Architecture Tourist watches TV: Sir Kenneth Clark's Civilisation

"Why is medieval and renaissance architecture so much better than our own?"

"Greatest educator of the last 50 years? Well, the late Kenneth Clark has to be in anybody's Top Ten. His 13-part TV documentary Civilisation (that's the British spelling), first aired in 1969, is a marvel." John Derbyshire.

Watch Grandeur and Obedience.

Have you seen "Civilization" or read the book? I don't think there is an easier or more serious way for architecture tourists to begin an armchair study of art history and why it matters. The series is now 40 years old and like the art it stands the test of time, so far.

We can now watch several episodes online. The one on my mind right now is "Grandeur and Obedience." It's about the Baroque era: Michelangelo, Bernini, Titian, Caravaggio, and the breathtaking art and architecture commissioned by the popes of that era. Learn a bit about the design of St. Peters.

This quote stays with me:

"Of course there was exploitation before the 16th century but never on so vast a scale. In the middle ages it was usually accompanied by real popular participation... But the colossal palaces of the popes were simply private expressions of greed and vanity...These rapacious parvenus spent their short years of power competing as to who should build the largest and most ornate saloon. In doing so they commissioned some great works of art. And one can't help admiring that shameless courage. At least they weren't mean and furtive...But their contribution to civilization was limited to this kind of visceral exuberance. The sense of grandeur is no doubt a human instinct but carried too far it becomes inhuman.

"I wonder if a single thought that has helped forward the human spirit has ever been conceived or begun in an enormous room."

Civilization rewards repeated viewings. I hope you'll try at least on episode. If you can convince your children to watch, all the better.


  1. I'll have to check it out. Sounds like this guy has the usual sort of modern interpretation of the classical, that everything is about power and ego. I think the great buildings are built just to be beautiful.

    Great blog BTW, and thanks for commenting on mine.

  2. Hope you will check him out. I think Civilisation set the bar for art / history documentaries. I don't think it's been done better. Of the recent things on the tube, "Treasures of the Historical Trust" and "The Power of Art," it's easy their roots. Kenneth Clark conveys more depth and breadth in a single sentence than most, quite human all the while.

    He begins by saying we know history from deeds, words, and art. You need all 3 to understand, but art is the most trustworthy.

  3. Agreed. It is a monumental series. If you enjoyed this, I recommend Jacob Bronowski's 'The Ascent of Man', John Robert's 'The Triump of the West' or any of James Burke's earlier work. These are more historical/scientific in focus, but are nonetheless fascinating.
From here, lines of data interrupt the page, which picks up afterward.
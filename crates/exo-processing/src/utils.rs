//! Shared numeric and series utilities for the catalog pipeline.

use polars::prelude::*;

/// Check if a DataType is numeric (integer or float).
#[inline]
pub fn is_numeric_dtype(dtype: &DataType) -> bool {
    matches!(
        dtype,
        DataType::Int8
            | DataType::Int16
            | DataType::Int32
            | DataType::Int64
            | DataType::UInt8
            | DataType::UInt16
            | DataType::UInt32
            | DataType::UInt64
            | DataType::Float32
            | DataType::Float64
    )
}

/// Check if a DataType is floating point.
#[inline]
pub fn is_float_dtype(dtype: &DataType) -> bool {
    matches!(dtype, DataType::Float32 | DataType::Float64)
}

/// Round a value to `decimals` decimal places, half away from zero.
#[inline]
pub fn round_to_decimals(value: f64, decimals: u32) -> f64 {
    if !value.is_finite() {
        return value;
    }
    let factor = 10f64.powi(decimals as i32);
    (value * factor).round() / factor
}

/// Quantile of sorted values with linear interpolation between closest ranks.
///
/// Matches the reference implementation's quantile semantics. `sorted` must
/// be ascending and free of NaN; returns `None` on empty input.
pub fn quantile_linear(sorted: &[f64], q: f64) -> Option<f64> {
    if sorted.is_empty() {
        return None;
    }
    if sorted.len() == 1 {
        return Some(sorted[0]);
    }

    let pos = q.clamp(0.0, 1.0) * (sorted.len() - 1) as f64;
    let lo = pos.floor() as usize;
    let hi = pos.ceil() as usize;
    if lo == hi {
        return Some(sorted[lo]);
    }
    let frac = pos - lo as f64;
    Some(sorted[lo] + frac * (sorted[hi] - sorted[lo]))
}

/// Collect the present (non-null, finite) values of a numeric series in
/// ascending order.
pub fn sorted_finite_values(series: &Series) -> PolarsResult<Vec<f64>> {
    let float_series = series.cast(&DataType::Float64)?;
    let mut values: Vec<f64> = float_series
        .f64()?
        .into_iter()
        .flatten()
        .filter(|v| v.is_finite())
        .collect();
    values.sort_by(|a, b| a.total_cmp(b));
    Ok(values)
}

/// Replace non-finite entries (NaN, ±inf) of a float series with nulls.
///
/// Integer series pass through unchanged (they cannot hold non-finite
/// values).
pub fn normalize_non_finite(series: &Series) -> PolarsResult<Series> {
    if !is_float_dtype(series.dtype()) {
        return Ok(series.clone());
    }
    let float_series = series.cast(&DataType::Float64)?;
    let normalized = float_series
        .f64()?
        .apply(|v| v.filter(|val| val.is_finite()));
    Ok(normalized.into_series().with_name(series.name().clone()))
}

/// Fraction of null entries in a series, in `[0, 1]`.
pub fn missing_ratio(series: &Series) -> f64 {
    if series.is_empty() {
        return 0.0;
    }
    series.null_count() as f64 / series.len() as f64
}

/// Fill null values in a numeric Series with a specific value.
pub fn fill_numeric_nulls(series: &Series, fill_value: f64) -> PolarsResult<Series> {
    let float_series = series.cast(&DataType::Float64)?;
    let filled = float_series
        .f64()?
        .apply(|v| v.or(Some(fill_value)));
    Ok(filled.into_series().with_name(series.name().clone()))
}

/// Fill null values in a string Series with a specific value.
pub fn fill_string_nulls(series: &Series, fill_value: &str) -> PolarsResult<Series> {
    let mask = series.is_null();
    let len = series.len();
    let mut result_vec = Vec::with_capacity(len);

    let str_series = series.cast(&DataType::String)?;
    let str_chunked = str_series.str()?;
    for i in 0..len {
        if mask.get(i).unwrap_or(false) {
            result_vec.push(Some(fill_value.to_string()));
        } else {
            result_vec.push(str_chunked.get(i).map(|s| s.to_string()));
        }
    }

    Ok(Series::new(series.name().clone(), result_vec))
}

/// Round every value of a float series to `decimals` decimal places.
pub fn round_series(series: &Series, decimals: u32) -> PolarsResult<Series> {
    let float_series = series.cast(&DataType::Float64)?;
    let rounded = float_series
        .f64()?
        .apply(|v| v.map(|val| round_to_decimals(val, decimals)));
    Ok(rounded.into_series().with_name(series.name().clone()))
}

#[cfg(test)]
mod tests {
    use super::*;

    #[test]
    fn test_is_numeric_dtype() {
        assert!(is_numeric_dtype(&DataType::Int64));
        assert!(is_numeric_dtype(&DataType::Float64));
        assert!(!is_numeric_dtype(&DataType::String));
        assert!(!is_numeric_dtype(&DataType::Boolean));
    }

    #[test]
    fn test_round_to_decimals() {
        assert_eq!(round_to_decimals(3.14159, 2), 3.14);
        assert_eq!(round_to_decimals(3.145, 2), 3.15);
        assert_eq!(round_to_decimals(-1.005, 2), -1.01);
        assert_eq!(round_to_decimals(2.0, 2), 2.0);
        assert!(round_to_decimals(f64::INFINITY, 2).is_infinite());
    }

    #[test]
    fn test_quantile_linear_interpolates() {
        // Matches pandas .quantile with linear interpolation
        let values = [1.0, 2.0, 3.0, 4.0];
        assert_eq!(quantile_linear(&values, 0.25), Some(1.75));
        assert_eq!(quantile_linear(&values, 0.5), Some(2.5));
        assert_eq!(quantile_linear(&values, 0.75), Some(3.25));
    }

    #[test]
    fn test_quantile_linear_exact_positions() {
        let values = [1.0, 2.0, 3.0, 4.0, 5.0];
        assert_eq!(quantile_linear(&values, 0.0), Some(1.0));
        assert_eq!(quantile_linear(&values, 0.5), Some(3.0));
        assert_eq!(quantile_linear(&values, 1.0), Some(5.0));
    }

    #[test]
    fn test_quantile_linear_degenerate() {
        assert_eq!(quantile_linear(&[], 0.5), None);
        assert_eq!(quantile_linear(&[42.0], 0.25), Some(42.0));
    }

    #[test]
    fn test_normalize_non_finite() {
        let series = Series::new(
            "val".into(),
            &[Some(1.0), Some(f64::INFINITY), Some(f64::NEG_INFINITY), Some(f64::NAN), None],
        );
        let normalized = normalize_non_finite(&series).unwrap();
        assert_eq!(normalized.null_count(), 4);
        assert_eq!(
            normalized.get(0).unwrap().try_extract::<f64>().unwrap(),
            1.0
        );
    }

    #[test]
    fn test_normalize_non_finite_passes_integers() {
        let series = Series::new("val".into(), &[1i64, 2, 3]);
        let normalized = normalize_non_finite(&series).unwrap();
        assert_eq!(normalized.null_count(), 0);
        assert!(matches!(normalized.dtype(), DataType::Int64));
    }

    #[test]
    fn test_missing_ratio() {
        let series = Series::new("val".into(), &[Some(1.0), None, Some(3.0), None]);
        assert_eq!(missing_ratio(&series), 0.5);

        let full = Series::new("val".into(), &[1.0, 2.0]);
        assert_eq!(missing_ratio(&full), 0.0);
    }

    #[test]
    fn test_fill_numeric_nulls() {
        let series = Series::new("test".into(), &[Some(1.0), None, Some(3.0)]);
        let filled = fill_numeric_nulls(&series, 0.0).unwrap();

        assert_eq!(filled.get(0).unwrap().try_extract::<f64>().unwrap(), 1.0);
        assert_eq!(filled.get(1).unwrap().try_extract::<f64>().unwrap(), 0.0);
        assert_eq!(filled.get(2).unwrap().try_extract::<f64>().unwrap(), 3.0);
    }

    #[test]
    fn test_fill_string_nulls() {
        let series = Series::new("test".into(), &[Some("Transit"), None]);
        let filled = fill_string_nulls(&series, "Unknown").unwrap();

        assert_eq!(filled.null_count(), 0);
        assert!(filled.get(1).unwrap().to_string().contains("Unknown"));
    }

    #[test]
    fn test_round_series() {
        let series = Series::new("test".into(), &[1.234, 5.678]);
        let rounded = round_series(&series, 2).unwrap();

        assert_eq!(rounded.get(0).unwrap().try_extract::<f64>().unwrap(), 1.23);
        assert_eq!(rounded.get(1).unwrap().try_extract::<f64>().unwrap(), 5.68);
    }

    #[test]
    fn test_sorted_finite_values() {
        let series = Series::new(
            "val".into(),
            &[Some(3.0), Some(1.0), None, Some(f64::NAN), Some(2.0)],
        );
        let sorted = sorted_finite_values(&series).unwrap();
        assert_eq!(sorted, vec![1.0, 2.0, 3.0]);
    }
}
    Boots, I would be interested to hear your views on Clark's 'modernism'. IMHO, Clark was primarily interested in aesthetics and the implications one can draw from them about the men who made the art and the times in which they lived. This would be in contrast to the contemporary structuralist/deconstructionist take on art, which seems to hold that aesthetic judgments are really about power dymanics and "hegemony". Your thoughts?